** DATA RECORDS follows **
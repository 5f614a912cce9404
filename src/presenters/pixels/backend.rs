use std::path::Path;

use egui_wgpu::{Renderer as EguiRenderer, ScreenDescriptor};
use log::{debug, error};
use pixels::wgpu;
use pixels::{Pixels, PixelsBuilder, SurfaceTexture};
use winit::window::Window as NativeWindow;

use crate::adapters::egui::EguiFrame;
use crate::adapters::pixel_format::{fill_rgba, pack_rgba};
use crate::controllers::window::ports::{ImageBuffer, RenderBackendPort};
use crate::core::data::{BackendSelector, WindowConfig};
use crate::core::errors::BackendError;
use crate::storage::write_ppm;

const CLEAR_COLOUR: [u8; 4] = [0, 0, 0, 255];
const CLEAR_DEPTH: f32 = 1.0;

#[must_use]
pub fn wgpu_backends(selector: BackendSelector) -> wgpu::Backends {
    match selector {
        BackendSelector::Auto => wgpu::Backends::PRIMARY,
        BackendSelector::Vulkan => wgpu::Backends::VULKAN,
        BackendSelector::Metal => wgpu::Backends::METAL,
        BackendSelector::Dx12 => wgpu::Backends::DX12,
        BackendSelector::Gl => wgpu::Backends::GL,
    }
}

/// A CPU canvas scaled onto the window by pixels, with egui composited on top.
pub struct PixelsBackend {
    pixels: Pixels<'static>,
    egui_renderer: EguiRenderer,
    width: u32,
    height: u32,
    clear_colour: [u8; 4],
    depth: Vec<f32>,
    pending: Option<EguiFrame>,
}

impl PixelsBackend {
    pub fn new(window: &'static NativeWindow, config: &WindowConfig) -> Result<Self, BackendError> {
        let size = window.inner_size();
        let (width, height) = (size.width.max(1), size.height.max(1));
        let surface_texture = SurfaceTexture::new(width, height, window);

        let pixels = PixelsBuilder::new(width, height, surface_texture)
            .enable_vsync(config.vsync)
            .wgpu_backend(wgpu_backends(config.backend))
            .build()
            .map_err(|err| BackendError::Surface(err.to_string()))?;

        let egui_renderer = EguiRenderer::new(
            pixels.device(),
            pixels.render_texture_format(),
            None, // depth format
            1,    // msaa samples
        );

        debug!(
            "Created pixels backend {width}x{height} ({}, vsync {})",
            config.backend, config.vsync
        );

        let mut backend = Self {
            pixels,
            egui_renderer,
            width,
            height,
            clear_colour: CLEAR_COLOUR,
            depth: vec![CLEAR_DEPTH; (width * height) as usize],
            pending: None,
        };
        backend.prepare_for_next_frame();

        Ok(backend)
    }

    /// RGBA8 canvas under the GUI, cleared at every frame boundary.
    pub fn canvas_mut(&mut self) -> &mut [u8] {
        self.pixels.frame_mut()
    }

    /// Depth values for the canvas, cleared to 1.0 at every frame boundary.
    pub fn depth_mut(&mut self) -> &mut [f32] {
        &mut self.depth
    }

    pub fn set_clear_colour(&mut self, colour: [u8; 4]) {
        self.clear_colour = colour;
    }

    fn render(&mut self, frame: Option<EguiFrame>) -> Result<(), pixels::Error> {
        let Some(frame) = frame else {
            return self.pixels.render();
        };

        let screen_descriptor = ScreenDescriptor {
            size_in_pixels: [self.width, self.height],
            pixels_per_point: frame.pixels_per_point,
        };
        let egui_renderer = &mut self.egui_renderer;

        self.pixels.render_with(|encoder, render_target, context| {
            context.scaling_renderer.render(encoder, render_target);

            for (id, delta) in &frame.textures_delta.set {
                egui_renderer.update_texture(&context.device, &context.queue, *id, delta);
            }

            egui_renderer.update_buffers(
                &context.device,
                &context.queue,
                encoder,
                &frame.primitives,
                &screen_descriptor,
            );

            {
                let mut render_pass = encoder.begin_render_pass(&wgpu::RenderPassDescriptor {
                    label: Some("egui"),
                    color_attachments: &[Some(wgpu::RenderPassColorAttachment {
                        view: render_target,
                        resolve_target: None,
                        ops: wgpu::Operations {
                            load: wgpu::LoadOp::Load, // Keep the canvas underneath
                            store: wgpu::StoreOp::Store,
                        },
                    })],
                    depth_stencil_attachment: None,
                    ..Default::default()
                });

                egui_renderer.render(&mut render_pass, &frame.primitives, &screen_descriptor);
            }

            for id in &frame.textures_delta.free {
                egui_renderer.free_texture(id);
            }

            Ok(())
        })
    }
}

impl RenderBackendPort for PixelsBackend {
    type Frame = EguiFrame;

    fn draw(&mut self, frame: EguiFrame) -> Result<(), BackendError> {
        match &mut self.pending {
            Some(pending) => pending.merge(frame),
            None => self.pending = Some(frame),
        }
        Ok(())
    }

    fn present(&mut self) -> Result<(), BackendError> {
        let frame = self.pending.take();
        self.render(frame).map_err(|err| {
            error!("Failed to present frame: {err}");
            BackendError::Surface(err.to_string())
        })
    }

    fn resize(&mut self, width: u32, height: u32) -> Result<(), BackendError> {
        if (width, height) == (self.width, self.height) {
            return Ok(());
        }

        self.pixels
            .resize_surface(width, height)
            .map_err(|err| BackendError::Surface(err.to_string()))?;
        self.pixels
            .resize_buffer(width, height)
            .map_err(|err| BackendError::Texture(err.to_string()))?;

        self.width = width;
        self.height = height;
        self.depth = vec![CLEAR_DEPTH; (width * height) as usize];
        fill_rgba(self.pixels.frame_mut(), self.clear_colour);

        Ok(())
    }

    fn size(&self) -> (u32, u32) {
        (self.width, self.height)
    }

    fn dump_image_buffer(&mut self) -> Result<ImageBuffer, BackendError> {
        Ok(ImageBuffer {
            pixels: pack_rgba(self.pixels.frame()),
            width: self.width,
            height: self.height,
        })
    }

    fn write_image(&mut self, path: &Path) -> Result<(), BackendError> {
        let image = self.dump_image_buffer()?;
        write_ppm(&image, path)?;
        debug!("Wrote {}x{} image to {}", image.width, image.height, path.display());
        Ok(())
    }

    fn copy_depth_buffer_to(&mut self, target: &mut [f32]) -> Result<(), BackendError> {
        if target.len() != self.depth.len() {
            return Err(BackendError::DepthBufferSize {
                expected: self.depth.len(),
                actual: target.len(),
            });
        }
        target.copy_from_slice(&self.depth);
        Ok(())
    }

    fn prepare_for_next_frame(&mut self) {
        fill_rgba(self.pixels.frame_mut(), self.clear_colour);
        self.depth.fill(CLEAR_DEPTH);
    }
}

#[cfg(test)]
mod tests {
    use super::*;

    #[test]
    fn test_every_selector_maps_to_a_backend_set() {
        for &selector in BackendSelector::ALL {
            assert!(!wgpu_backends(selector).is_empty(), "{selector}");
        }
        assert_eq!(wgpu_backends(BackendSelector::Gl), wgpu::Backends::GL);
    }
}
** End of DATA RECORDS **
Copy the listing exactly.

repository 5f614a912cce9404
filename src/presenters/pixels/backend.rs
use std::path::Path;

use egui_wgpu::{Renderer as EguiRenderer, ScreenDescriptor};
use log::{debug, error};
use pixels::wgpu;
use pixels::{Pixels, PixelsBuilder, SurfaceTexture};
use winit::window::Window as NativeWindow;

use crate::adapters::egui::EguiFrame;
use crate::adapters::pixel_format::{fill_rgba, pack_rgba};
use crate::controllers::window::ports::{ImageBuffer, RenderBackendPort};
use crate::core::data::{BackendSelector, WindowConfig};
use crate::core::errors::BackendError;
use crate::storage::write_ppm;

const CLEAR_COLOUR: [u8; 4] = [0, 0, 0, 255];
const CLEAR_DEPTH: f32 = 1.0;

#[must_use]
pub fn wgpu_backends(selector: BackendSelector) -> wgpu::Backends {
    match selector {
        BackendSelector::Auto => wgpu::Backends::PRIMARY,
        BackendSelector::Vulkan => wgpu::Backends::VULKAN,
        BackendSelector::Metal => wgpu::Backends::METAL,
        BackendSelector::Dx12 => wgpu::Backends::DX12,
        BackendSelector::Gl => wgpu::Backends::GL,
    }
}

/// A CPU canvas scaled onto the window by pixels, with egui composited on top.
pub struct PixelsBackend {
    pixels: Pixels<'static>,
    egui_renderer: EguiRenderer,
    width: u32,
    height: u32,
    clear_colour: [u8; 4],
    depth: Vec<f32>,
    pending: Option<EguiFrame>,
}

impl PixelsBackend {
    pub fn new(window: &'static NativeWindow, config: &WindowConfig) -> Result<Self, BackendError> {
        let size = window.inner_size();
        let (width, height) = (size.width.max(1), size.height.max(1));
        let surface_texture = SurfaceTexture::new(width, height, window);

        let pixels = PixelsBuilder::new(width, height, surface_texture)
            .enable_vsync(config.vsync)
            .wgpu_backend(wgpu_backends(config.backend))
            .build()
            .map_err(|err| BackendError::Surface(err.to_string()))?;

        let egui_renderer = EguiRenderer::new(
            pixels.device(),
            pixels.render_texture_format(),
            None, // depth format
            1,    // msaa samples
        );

        debug!(
            "Created pixels backend {width}x{height} ({}, vsync {})",
            config.backend, config.vsync
        );

        let mut backend = Self {
            pixels,
            egui_renderer,
            width,
            height,
            clear_colour: CLEAR_COLOUR,
            depth: vec![CLEAR_DEPTH; (width * height) as usize],
            pending: None,
        };
        backend.prepare_for_next_frame();

        Ok(backend)
    }

    /// RGBA8 canvas under the GUI, cleared at every frame boundary.
    pub fn canvas_mut(&mut self) -> &mut [u8] {
        self.pixels.frame_mut()
    }

    /// Depth values for the canvas, cleared to 1.0 at every frame boundary.
    pub fn depth_mut(&mut self) -> &mut [f32] {
        &mut self.depth
    }

    pub fn set_clear_colour(&mut self, colour: [u8; 4]) {
        self.clear_colour = colour;
    }

    fn render(&mut self, frame: Option<EguiFrame>) -> Result<(), pixels::Error> {
        let Some(frame) = frame else {
            return self.pixels.render();
        };

        let screen_descriptor = ScreenDescriptor {
            size_in_pixels: [self.width, self.height],
            pixels_per_point: frame.pixels_per_point,
        };
        let egui_renderer = &mut self.egui_renderer;

        self.pixels.render_with(|encoder, render_target, context| {
            context.scaling_renderer.render(encoder, render_target);

            for (id, delta) in &frame.textures_delta.set {
                egui_renderer.update_texture(&context.device, &context.queue, *id, delta);
            }

            egui_renderer.update_buffers(
                &context.device,
                &context.queue,
                encoder,
                &frame.primitives,
                &screen_descriptor,
            );

            {
                let mut render_pass = encoder.begin_render_pass(&wgpu::RenderPassDescriptor {
                    label: Some("egui"),
                    color_attachments: &[Some(wgpu::RenderPassColorAttachment {
                        view: render_target,
                        resolve_target: None,
                        ops: wgpu::Operations {
                            load: wgpu::LoadOp::Load, // Keep the canvas underneath
                            store: wgpu::StoreOp::Store,
                        },
                    })],
                    depth_stencil_attachment: None,
                    ..Default::default()
                });

                egui_renderer.render(&mut render_pass, &frame.primitives, &screen_descriptor);
            }

            for id in &frame.textures_delta.free {
                egui_renderer.free_texture(id);
            }

            Ok(())
        })
    }
}

impl RenderBackendPort for PixelsBackend {
    type Frame = EguiFrame;

    fn draw(&mut self, frame: EguiFrame) -> Result<(), BackendError> {
        match &mut self.pending {
            Some(pending) => pending.merge(frame),
            None => self.pending = Some(frame),
        }
        Ok(())
    }

    fn present(&mut self) -> Result<(), BackendError> {
        let frame = self.pending.take();
        self.render(frame).map_err(|err| {
            error!("Failed to present frame: {err}");
            BackendError::Surface(err.to_string())
        })
    }

    fn resize(&mut self, width: u32, height: u32) -> Result<(), BackendError> {
        if (width, height) == (self.width, self.height) {
            return Ok(());
        }

        self.pixels
            .resize_surface(width, height)
            .map_err(|err| BackendError::Surface(err.to_string()))?;
        self.pixels
            .resize_buffer(width, height)
            .map_err(|err| BackendError::Texture(err.to_string()))?;

        self.width = width;
        self.height = height;
        self.depth = vec![CLEAR_DEPTH; (width * height) as usize];
        fill_rgba(self.pixels.frame_mut(), self.clear_colour);

        Ok(())
    }

    fn size(&self) -> (u32, u32) {
        (self.width, self.height)
    }

    fn dump_image_buffer(&mut self) -> Result<ImageBuffer, BackendError> {
        Ok(ImageBuffer {
            pixels: pack_rgba(self.pixels.frame()),
            width: self.width,
            height: self.height,
        })
    }

    fn write_image(&mut self, path: &Path) -> Result<(), BackendError> {
        let image = self.dump_image_buffer()?;
        write_ppm(&image, path)?;
        debug!("Wrote {}x{} image to {}", image.width, image.height, path.display());
        Ok(())
    }

    fn copy_depth_buffer_to(&mut self, target: &mut [f32]) -> Result<(), BackendError> {
        if target.len() != self.depth.len() {
            return Err(BackendError::DepthBufferSize {
                expected: self.depth.len(),
                actual: target.len(),
            });
        }
        target.copy_from_slice(&self.depth);
        Ok(())
    }

    fn prepare_for_next_frame(&mut self) {
        fill_rgba(self.pixels.frame_mut(), self.clear_colour);
        self.depth.fill(CLEAR_DEPTH);
    }
}

#[cfg(test)]
mod tests {
    use super::*;

    #[test]
    fn test_every_selector_maps_to_a_backend_set() {
        for &selector in BackendSelector::ALL {
            assert!(!wgpu_backends(selector).is_empty(), "{selector}");
        }
        assert_eq!(wgpu_backends(BackendSelector::Gl), wgpu::Backends::GL);
    }
}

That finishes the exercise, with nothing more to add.